Modeling Right-Skewed Heavy-Tailed Distributions with a Hybrid Model Estimated Using an Unsupervised Iterative Algorithm with Application to Stocks and Insurance Claims Data
摘要
For random processes where extreme events are possible, heavy-tailed distributions are common. Without loss of generality, when the interest is the behavior of the right tail of a heavy-tailed distribution, the desire is usually the estimation of a certain threshold beyond which the extreme events are observed, and the attendant action is usually to model these extreme observations with a generalized Pareto distribution. While some graphical methods, such as the mean excess plot, the stability plot, and the Hill plot, etc., exist for the estimation of this threshold, it remains desirable for this threshold to be estimated algorithmically as part of the parameters of a hybrid model which accounts for both the main behavior of the data and the tail behavior. Thus, after proper consideration of the dissymmetry of the data, a two-component hybrid model can be applied for modeling the entire distribution of the data.
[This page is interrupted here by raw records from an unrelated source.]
//! Signal classification: indicator values → categorical labels.
//!
//! Pure mapping with fixed cut-offs; every field is always populated, an
//! absent indicator falls back to the neutral/hold label.

use serde::{Deserialize, Serialize};

use crate::domain::config::SignalConfig;
use crate::domain::indicator::IndicatorSet;

#[derive(Debug, Clone, Copy, PartialEq, Eq, Serialize, Deserialize)]
#[serde(rename_all = "lowercase")]
pub enum TrendSignal {
    Bullish,
    Bearish,
    Neutral,
}

#[derive(Debug, Clone, Copy, PartialEq, Eq, Serialize, Deserialize)]
#[serde(rename_all = "lowercase")]
pub enum ActionSignal {
    Buy,
    Sell,
    Hold,
}

/// Labels per indicator family.
#[derive(Debug, Clone, Copy, PartialEq, Eq, Serialize, Deserialize)]
pub struct SignalSet {
    pub trend: TrendSignal,
    pub rsi: ActionSignal,
    pub stochastic: ActionSignal,
    pub macd: TrendSignal,
}

impl SignalSet {
    pub fn classify(indicators: &IndicatorSet, cfg: &SignalConfig) -> Self {
        let trend = match (indicators.sma5, indicators.sma20) {
            (Some(short), Some(long)) if short > long => TrendSignal::Bullish,
            (Some(short), Some(long)) if short < long => TrendSignal::Bearish,
            _ => TrendSignal::Neutral,
        };

        let rsi = match indicators.rsi14 {
            Some(v) if v >= cfg.rsi_overbought => ActionSignal::Sell,
            Some(v) if v <= cfg.rsi_oversold => ActionSignal::Buy,
            Some(_) => ActionSignal::Hold,
            None => ActionSignal::Hold,
        };

        let stochastic = match &indicators.stochastic {
            Some(s) if s.k >= cfg.stoch_overbought => ActionSignal::Sell,
            Some(s) if s.k <= cfg.stoch_oversold => ActionSignal::Buy,
            Some(s) if s.k > s.d => ActionSignal::Buy,
            Some(s) if s.k < s.d => ActionSignal::Sell,
            Some(_) => ActionSignal::Hold,
            None => ActionSignal::Hold,
        };

        let macd = match &indicators.macd {
            Some(m) if m.macd > m.signal => TrendSignal::Bullish,
            Some(m) if m.macd < m.signal => TrendSignal::Bearish,
            Some(_) => TrendSignal::Neutral,
            None => TrendSignal::Neutral,
        };

        SignalSet {
            trend,
            rsi,
            stochastic,
            macd,
        }
    }
}
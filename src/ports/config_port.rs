//! Configuration access port trait.

pub trait ConfigPort {
    fn get_string(&self, section: &str, key: &str) -> Option<String>;
    fn get_int(&self, section: &str, key: &str, default: i64) -> i64;
    fn get_double(&self, section: &str, key: &str, default: f64) -> f64;
    fn get_bool(&self, section: &str, key: &str, default: bool) -> bool;
}
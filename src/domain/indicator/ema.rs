//! Exponentially weighted moving average helpers.
//!
//! Recursion seeded from the first observation (no warm-up):
//! y[0] = x[0], y[i] = x[i]*alpha + y[i-1]*(1-alpha).
//! Span form uses alpha = 2/(span+1).

/// EWMA over `values` with smoothing factor `alpha`.
///
/// Returns an empty vector for empty input; callers gate on series length.
pub fn ewma(values: &[f64], alpha: f64) -> Vec<f64> {
    let mut out = Vec::with_capacity(values.len());
    let mut prev = match values.first() {
        Some(&v) => v,
        None => return out,
    };
    out.push(prev);
    for &v in &values[1..] {
        prev = v * alpha + prev * (1.0 - alpha);
        out.push(prev);
    }
    out
}

/// EWMA with alpha derived from a span: alpha = 2/(span+1).
pub fn ewma_span(values: &[f64], span: usize) -> Vec<f64> {
    let alpha = 2.0 / (span as f64 + 1.0);
    ewma(values, alpha)
}
//! Technical indicator engine.
//!
//! Each indicator family is computed independently from the ordered bar
//! series and degrades to `None` on insufficient history or a numerically
//! undefined result. The JSON field names (`sma5`, `sma20`, `rsi14`) are the
//! wire contract of the snapshot; the underlying periods come from
//! [`IndicatorConfig`] and are carried inside the composite values.

pub mod sma;
pub mod ema;
pub mod rsi;
pub mod stochastic;
pub mod macd;

use serde::{Deserialize, Serialize};

use crate::domain::bar::{self, Bar};
use crate::domain::config::IndicatorConfig;

#[derive(Debug, Clone, PartialEq, Serialize, Deserialize)]
pub struct StochasticValue {
    pub k: f64,
    pub d: f64,
    pub k_period: usize,
    pub d_period: usize,
    pub smooth: usize,
}

#[derive(Debug, Clone, PartialEq, Serialize, Deserialize)]
pub struct MacdValue {
    pub macd: f64,
    pub signal: f64,
    pub histogram: f64,
    pub fast: usize,
    pub slow: usize,
    pub signal_period: usize,
}

/// Fixed-shape indicator output for one security.
#[derive(Debug, Clone, PartialEq, Serialize, Deserialize)]
pub struct IndicatorSet {
    pub sma5: Option<f64>,
    pub sma20: Option<f64>,
    pub rsi14: Option<f64>,
    pub stochastic: Option<StochasticValue>,
    pub macd: Option<MacdValue>,
}

impl IndicatorSet {
    /// Compute all indicator families for the latest bar of `bars`.
    ///
    /// Deterministic: no wall clock, no randomness.
    pub fn compute(bars: &[Bar], cfg: &IndicatorConfig) -> Self {
        let closes = bar::closes(bars);

        let stochastic = stochastic::latest_stochastic(
            bars,
            cfg.stoch_k_period,
            cfg.stoch_d_period,
            cfg.stoch_smooth,
        )
        .map(|(k, d)| StochasticValue {
            k,
            d,
            k_period: cfg.stoch_k_period,
            d_period: cfg.stoch_d_period,
            smooth: cfg.stoch_smooth,
        });

        let macd = macd::latest_macd(&closes, cfg.macd_fast, cfg.macd_slow, cfg.macd_signal).map(
            |(macd, signal, histogram)| MacdValue {
                macd,
                signal,
                histogram,
                fast: cfg.macd_fast,
                slow: cfg.macd_slow,
                signal_period: cfg.macd_signal,
            },
        );

        IndicatorSet {
            sma5: sma::latest_sma(&closes, cfg.sma_short),
            sma20: sma::latest_sma(&closes, cfg.sma_long),
            rsi14: rsi::latest_rsi(&closes, cfg.rsi_period),
            stochastic,
            macd,
        }
    }

    /// All-absent set, used when a symbol has no usable history at all.
    pub fn empty() -> Self {
        IndicatorSet {
            sma5: None,
            sma20: None,
            rsi14: None,
            stochastic: None,
            macd: None,
        }
    }
}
In this paper, a new two-component hybrid model that links the half-Cauchy distribution (for the main behavior) and the generalized Pareto distribution (for the tail behavior) is proposed and used to model heavy-tailed distributions. An unsupervised iterative estimation algorithm based on the Levenberg-Marquardt framework is adopted for the estimation of the parameters of the hybrid model, and in addition, the parameters to be estimated include the threshold. Results from Monte Carlo simulations are obtained, and the application to stocks and insurance claims data sets is carried out. For both data sets, results from the proposed hybrid model are compared with those from a two-component version employing a half-normal rather than a half-Cauchy distribution for the main behavior of the data. Graphical threshold estimation methods from extreme value theory are likewise applied and benchmarked against the model-based threshold estimate using the estimation algorithm.